Après des années d'ajustements pour trouver la meilleure formule possible, les obstacles disséminés sur le terrain et les règles ne bougent plus beaucoup. «On a testé différents formats, confie Loïc Ascarino. Certains étaient très marrants pour les joueurs, mais pas toujours faciles à suivre pour les spectateurs. Encore aujourd'hui, on garde en tête le fait de proposer une formule qui fonctionne visuellement.» Ces tests ont permis d'aboutir, dès 2016, au premier championnat du monde de Chase Tag. Aujourd'hui, ils se déroulent sur des terrains carrés de 12 mètres de côté, sur lesquels deux équipes s'affrontent lors de seize manches de vingt secondes maximum, ce qui colle parfaitement aux codes des vidéos shorts et autres reels.

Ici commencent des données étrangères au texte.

//! # Error Taxonomy
//!
//! Structured error types for the engine, built with `thiserror`.
//!
//! Every failure class carries a stable [`ErrorCode`] so that the service
//! layer can map errors to responses, retry policy, and audit events without
//! matching on message text.
//!
//! | Code                 | Retryable | Security event |
//! |----------------------|-----------|----------------|
//! | `MALFORMED_IDENTITY` | no        | no             |
//! | `INVALID_SIGNATURE`  | no        | yes            |
//! | `TAMPERED_DATA`      | no        | yes            |
//! | `EXPIRED_CREDENTIAL` | no        | no             |
//! | `REVOKED_CREDENTIAL` | no        | no             |
//! | `KEY_GENERATION`     | bounded   | no             |

use serde::{Deserialize, Serialize};
use thiserror::Error;

/// Top-level error type for the engine.
#[derive(Error, Debug)]
pub enum PccError {
    /// An identity handle failed structural validation.
    #[error("malformed identity handle \"{handle}\": {defect}")]
    MalformedIdentity {
        /// The rejected handle as supplied.
        handle: String,
        /// Which structural rule it violated.
        defect: IdentityDefect,
    },

    /// A signature did not verify against the claimed key.
    #[error("invalid signature: {0}")]
    InvalidSignature(String),

    /// A recomputed hash does not match the stored one.
    #[error("tampered data: {field} is {expected} but recomputes to {actual}")]
    TamperedData {
        /// The field whose stored hash disagrees.
        field: String,
        /// The stored value.
        expected: String,
        /// The recomputed value.
        actual: String,
    },

    /// A credential is past its expiration date.
    #[error("credential expired at {expired_at}")]
    ExpiredCredential {
        /// Expiration instant (ISO 8601).
        expired_at: String,
    },

    /// A credential appears in the revoked set.
    #[error("credential revoked: {0}")]
    RevokedCredential(String),

    /// Key generation or derivation failed.
    #[error("key generation failed: {0}")]
    KeyGeneration(String),

    /// Canonicalization failure during digest computation.
    #[error("canonicalization error: {0}")]
    Canonicalization(#[from] CanonicalizationError),

    /// Domain validation failure.
    #[error("validation error: {0}")]
    Validation(#[from] ValidationError),

    /// Lifecycle transition violation.
    #[error("state transition error: {0}")]
    StateTransition(#[from] StateTransitionError),

    /// JSON serialization/deserialization error.
    #[error("JSON error: {0}")]
    Json(#[from] serde_json::Error),
}

/// Stable discriminant for every [`PccError`] variant.
#[derive(Debug, Clone, Copy, PartialEq, Eq, Hash, Serialize, Deserialize)]
#[serde(rename_all = "SCREAMING_SNAKE_CASE")]
pub enum ErrorCode {
    MalformedIdentity,
    InvalidSignature,
    TamperedData,
    ExpiredCredential,
    RevokedCredential,
    KeyGeneration,
    Canonicalization,
    Validation,
    StateTransition,
    Serialization,
}

impl ErrorCode {
    /// The wire name of the code.
    pub fn as_str(&self) -> &'static str {
        match self {
            Self::MalformedIdentity => "MALFORMED_IDENTITY",
            Self::InvalidSignature => "INVALID_SIGNATURE",
            Self::TamperedData => "TAMPERED_DATA",
            Self::ExpiredCredential => "EXPIRED_CREDENTIAL",
            Self::RevokedCredential => "REVOKED_CREDENTIAL",
            Self::KeyGeneration => "KEY_GENERATION",
            Self::Canonicalization => "CANONICALIZATION",
            Self::Validation => "VALIDATION",
            Self::StateTransition => "STATE_TRANSITION",
            Self::Serialization => "SERIALIZATION",
        }
    }
}

impl std::fmt::Display for ErrorCode {
    fn fmt(&self, f: &mut std::fmt::Formatter<'_>) -> std::fmt::Result {
        f.write_str(self.as_str())
    }
}

impl PccError {
    /// The stable code for this error.
    pub fn code(&self) -> ErrorCode {
        match self {
            Self::MalformedIdentity { .. } => ErrorCode::MalformedIdentity,
            Self::InvalidSignature(_) => ErrorCode::InvalidSignature,
            Self::TamperedData { .. } => ErrorCode::TamperedData,
            Self::ExpiredCredential { .. } => ErrorCode::ExpiredCredential,
            Self::RevokedCredential(_) => ErrorCode::RevokedCredential,
            Self::KeyGeneration(_) => ErrorCode::KeyGeneration,
            Self::Canonicalization(_) => ErrorCode::Canonicalization,
            Self::Validation(_) => ErrorCode::Validation,
            Self::StateTransition(_) => ErrorCode::StateTransition,
            Self::Json(_) => ErrorCode::Serialization,
        }
    }

    /// Whether a caller may retry the failed operation (a bounded number of
    /// times). Only entropy/library failures during key generation qualify.
    pub fn is_retryable(&self) -> bool {
        matches!(self, Self::KeyGeneration(_))
    }

    /// Whether the error must be recorded as a security event by the
    /// surrounding audit layer.
    pub fn is_security_event(&self) -> bool {
        matches!(self, Self::InvalidSignature(_) | Self::TamperedData { .. })
    }

    /// Shorthand for a malformed-identity error.
    pub fn malformed_identity(handle: impl Into<String>, defect: IdentityDefect) -> Self {
        Self::MalformedIdentity {
            handle: handle.into(),
            defect,
        }
    }
}

/// The structural rule an identity handle violated.
#[derive(Error, Debug, Clone, PartialEq, Eq)]
pub enum IdentityDefect {
    /// The handle does not start with the `did:key:z` prefix.
    #[error("expected prefix \"did:key:z\"")]
    WrongPrefix,

    /// The payload after the prefix is not valid base58btc.
    #[error("payload is not base58: {0}")]
    InvalidEncoding(String),

    /// The decoded payload does not begin with the Ed25519 type tag.
    #[error("expected Ed25519 type tag 0xed01, found {0}")]
    WrongTypeTag(String),

    /// The key material is not 32 bytes.
    #[error("expected a 32-byte public key, got {0} bytes")]
    WrongKeyLength(usize),
}

/// Errors during canonical serialization.
#[derive(Error, Debug)]
pub enum CanonicalizationError {
    /// Float values are not permitted in canonical representations.
    #[error("float values are not permitted in canonical representations; use integers or strings: {0}")]
    FloatRejected(f64),

    /// JSON serialization failed during canonicalization.
    #[error("serialization failed: {0}")]
    SerializationFailed(#[from] serde_json::Error),
}

/// Validation errors for domain values and engine inputs.
#[derive(Error, Debug, Clone, PartialEq)]
pub enum ValidationError {
    /// A required identifier was empty.
    #[error("{kind} must be non-empty")]
    EmptyIdentifier {
        /// The identifier kind (e.g. "milestone id").
        kind: &'static str,
    },

    /// Timestamp string is not valid UTC ISO 8601.
    #[error("invalid timestamp: \"{value}\" ({reason})")]
    InvalidTimestamp {
        /// The string that failed to parse.
        value: String,
        /// Why it was rejected.
        reason: String,
    },

    /// Engine configuration is unusable.
    #[error("invalid configuration: {0}")]
    InvalidConfig(String),

    /// A credential envelope is structurally wrong.
    #[error("malformed credential: {0}")]
    MalformedCredential(String),

    /// The claimed signer handle does not belong to the supplied key.
    #[error("signer {signer} does not match the signing key")]
    SignerKeyMismatch {
        /// The claimed signer handle.
        signer: String,
    },

    /// An attestation belongs to a different milestone than the one being
    /// certified.
    #[error("attestation by {actor} targets milestone {found}, expected {expected}")]
    ForeignAttestation {
        /// Milestone being certified.
        expected: String,
        /// Milestone named on the attestation.
        found: String,
        /// The attesting actor.
        actor: String,
    },

    /// Certification was requested before quorum was reached.
    #[error("quorum not met for milestone {milestone_id}")]
    QuorumNotMet {
        /// The milestone that fell short.
        milestone_id: String,
    },

    /// A certificate was already issued for this milestone.
    #[error("certificate already issued for milestone {milestone_id}")]
    DuplicateCertificate {
        /// The milestone that already has a certificate.
        milestone_id: String,
    },
}

/// Errors during lifecycle transitions.
#[derive(Error, Debug, Clone, PartialEq, Eq)]
pub enum StateTransitionError {
    /// The attempted transition is not valid from the current state.
    #[error("invalid transition from {from} to {to}: {reason}")]
    InvalidTransition {
        /// The current state name.
        from: String,
        /// The attempted target state name.
        to: String,
        /// Human-readable reason for the rejection.
        reason: String,
    },

    /// A revocation or recusal was attempted without a reason.
    #[error("{action} requires a non-empty reason")]
    MissingReason {
        /// The action that needs a reason.
        action: &'static str,
    },
}
//! # pcc-rotation — Rotation and Selection Engine
//!
//! Picks which auditors and citizens may attest a milestone, under three
//! anti-collusion exclusions:
//!
//! 1. anyone already assigned, accepted, or completed on the milestone;
//! 2. anyone assigned to the same project within the last N rotation rounds;
//! 3. anyone who declared a conflict of interest on the milestone.
//!
//! Selection is uniform over the remaining pool, drawn from a caller-supplied
//! CSPRNG. Every call opens a new rotation round. Recusal and replacement
//! are status transitions; assignments are never deleted.

pub mod assignment;
pub mod engine;
pub mod error;
pub mod store;

pub use assignment::{AssignmentStatus, ParticipantRole, RotationAssignment};
pub use engine::{RotationEngine, SelectionRequest};
pub use error::RotationError;
pub use store::{AssignmentStore, InMemoryAssignmentStore};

@worldchasetag I bet that hurt 🥶 #parkour #revenge #dive #freerunning #extremesports ♬ Sick Phonk - BORNEDO
Chacun y trouve son compte: le sport est suffisamment spectaculaire pour scotcher les non-initiés quelques instants sur TikTok et suffisamment technique pour proposer à ses aficionados un niveau de lecture supérieur. «Un amateur ne fera pas la différence entre une vrille parfaite et une moins bien réalisée, compare Clément Dumais. Là, c'est bête et méchant, tout le monde connaît les règles et donc tout le monde peut prendre du plaisir à regarder.»

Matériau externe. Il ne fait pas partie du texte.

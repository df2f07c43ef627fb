//! Hex helpers shared by the key and signature newtypes.

pub(crate) fn encode(bytes: &[u8]) -> String {
    bytes.iter().map(|b| format!("{b:02x}")).collect()
}

pub(crate) fn prefix(bytes: &[u8]) -> String {
    encode(&bytes[..bytes.len().min(4)])
}

/// Decode lowercase hex. Upper-case digits and sign characters are
/// rejected, so every byte string has exactly one accepted encoding.
pub(crate) fn decode(hex: &str) -> Result<Vec<u8>, String> {
    if hex.len() % 2 != 0 {
        return Err("hex string must have even length".to_string());
    }
    if let Some(i) = hex.bytes().position(|c| !matches!(c, b'0'..=b'9' | b'a'..=b'f')) {
        return Err(format!("invalid hex at position {i}: expected [0-9a-f]"));
    }
    Ok(hex
        .as_bytes()
        .chunks(2)
        .map(|pair| (nibble(pair[0]) << 4) | nibble(pair[1]))
        .collect())
}

fn nibble(c: u8) -> u8 {
    match c {
        b'0'..=b'9' => c - b'0',
        _ => c - b'a' + 10,
    }
}

/// Decode into a fixed-size array.
pub(crate) fn decode_array<const N: usize>(hex: &str) -> Result<[u8; N], String> {
    let bytes = decode(hex.trim())?;
    bytes
        .as_slice()
        .try_into()
        .map_err(|_| format!("expected {N} bytes, got {}", bytes.len()))
}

La télévision, prochain horizon?
L'aspect visuel et accessible de ce sport est l'une des clefs du développement de cette pratique, encore confidentielle. Après avoir réussi à séduire sur les réseaux sociaux, le World Chase Tag vise de plus en plus la télévision. Mission réussie dans l'Hexagone. Durant quatre samedis soir et jusqu'à ce 22 avril, La chaîne L'Équipe diffuse les derniers championnats du monde, qui ont eu lieu en mai 2022 à Londres et commentés notamment par Charles Poujade.

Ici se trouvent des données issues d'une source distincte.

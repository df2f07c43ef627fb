//! # Citizen Quorum Weights
//!
//! The weighted citizen channel against a 2.0 requirement, built from
//! really-signed attestations and a tier table that changes over time.

use std::collections::BTreeMap;

use pcc_core::{
    AssuranceTier, AttestationPayload, AttestationRecord, AttestationType, IdentityHandle,
    MilestoneId, Timestamp, TierWeights,
};
use pcc_crypto::{sign_attestation, KeyPair};
use pcc_quorum::{evaluate_quorum, QuorumBreakdown, QuorumRequirement};

fn citizen(seed: u8) -> KeyPair {
    KeyPair::from_private_key(&[seed; 32]).unwrap()
}

fn approval(key: &KeyPair, minute: u32) -> AttestationRecord {
    let payload = AttestationPayload::new(
        MilestoneId::new("ms-school-2").unwrap(),
        key.identity_handle(),
        AttestationType::CitizenApproval,
        b"photo of the finished roof",
        Timestamp::parse(&format!("2026-08-01T09:{minute:02}:00Z")).unwrap(),
    );
    sign_attestation(payload, key).unwrap()
}

fn evaluate(
    records: &[AttestationRecord],
    tiers: &BTreeMap<IdentityHandle, AssuranceTier>,
) -> QuorumBreakdown {
    evaluate_quorum(
        &MilestoneId::new("ms-school-2").unwrap(),
        records,
        &QuorumRequirement {
            required_inspector_count: 0,
            required_auditor_count: 0,
            required_citizen_count: 2.0,
        },
        tiers,
        &TierWeights::default(),
    )
    .unwrap()
}

#[test]
fn score_progression_to_quorum() {
    let keys: Vec<KeyPair> = (60..64).map(citizen).collect();
    let mut tiers = BTreeMap::new();
    tiers.insert(keys[0].identity_handle(), AssuranceTier::CsoMediated);
    tiers.insert(keys[1].identity_handle(), AssuranceTier::CsoMediated);
    tiers.insert(keys[2].identity_handle(), AssuranceTier::Biometric);
    tiers.insert(keys[3].identity_handle(), AssuranceTier::Biometric);

    let mut records = vec![approval(&keys[0], 0), approval(&keys[1], 1)];
    let b = evaluate(&records, &tiers);
    assert_eq!(b.citizen.weighted_score, 0.8);
    assert!(!b.citizen.met);

    records.push(approval(&keys[2], 2));
    let b = evaluate(&records, &tiers);
    assert_eq!(b.citizen.weighted_score, 1.8);
    assert!(!b.citizen.met);

    records.push(approval(&keys[3], 3));
    let b = evaluate(&records, &tiers);
    assert_eq!(b.citizen.weighted_score, 2.8);
    assert!(b.citizen.met);
    assert!(b.overall_met);
}

#[test]
fn resubmission_counts_once_at_the_current_tier() {
    let key = citizen(70);
    let mut tiers = BTreeMap::new();
    tiers.insert(key.identity_handle(), AssuranceTier::Ussd);

    let records = vec![approval(&key, 0), approval(&key, 5), approval(&key, 10)];
    let b = evaluate(&records, &tiers);
    assert_eq!(b.citizen.distinct_citizens, 1);
    assert_eq!(b.citizen.weighted_score, 0.6);

    tiers.insert(key.identity_handle(), AssuranceTier::Biometric);
    assert_eq!(evaluate(&records, &tiers).citizen.weighted_score, 1.0);
}

#[test]
fn revoked_approvals_drop_out_of_the_score() {
    let keys: Vec<KeyPair> = (80..83).map(citizen).collect();
    let tiers: BTreeMap<_, _> = keys
        .iter()
        .map(|k| (k.identity_handle(), AssuranceTier::Biometric))
        .collect();
    let mut records: Vec<AttestationRecord> = keys.iter().map(|k| approval(k, 0)).collect();
    assert!(evaluate(&records, &tiers).citizen.met);

    records[0]
        .revoke("duplicate identity", Timestamp::parse("2026-08-02T00:00:00Z").unwrap())
        .unwrap();
    let b = evaluate(&records, &tiers);
    assert_eq!(b.citizen.weighted_score, 2.0);
    assert!(b.citizen.met);

    records[1]
        .revoke("coerced approval", Timestamp::parse("2026-08-02T00:00:00Z").unwrap())
        .unwrap();
    assert!(!evaluate(&records, &tiers).citizen.met);
}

Et si la France est l'un des pays où le Chase Tag suscite le plus d'engouement, la discipline se télédiffuse également au-delà de nos frontières (pour le moment en différé). «Aux États-Unis, on est présent sur NBC Sports [et bientôt également sur ESPN, ndlr] et sur Channel 4 au Royaume-Uni, s'enthousiasme Loïc Ascarino. On étend de plus en plus notre diffusion télé, on est dans une phase d'accélération, même si on reste un sport très jeune.» Les droits télévisés représentent une manne financière non négligeable, au potentiel financier plus important que la viralité sur les réseaux sociaux. C'est aussi un bon moyen d'attirer des partenaires commerciaux.
Ces retransmissions pourraient venir un peu bousculer les règles de ce sport. «C'est parfois difficile pour une équipe de combler son retard quand elle perd, explique Loïc Ascarino. Pour ceux qui nous consomment uniquement sur YouTube, ce n'est pas grave. Mais passer à la télévision, ça nous fait nous poser des questions vis-à-vis du format qu'on a établi, parce qu'il faut aussi un certain suspense. Pour autant, on sait qu'il faut respecter ce qui fait la force de notre discipline, c'est-à-dire le fait qu'il n'y a pas de temps mort.»
Le petit écran pourrait donc continuer d'ouvrir ce sport au grand public. En ligne de mire: l'espoir de le professionnaliser un jour, avec des équipes et des championnats plus élargis. Et au-delà? «Ce qui est fort avec le Chase Tag c'est que ça a tout pour cartonner, s'enflamme Clément Dumais. Je suis sûr que ça finira aux Jeux olympiques!»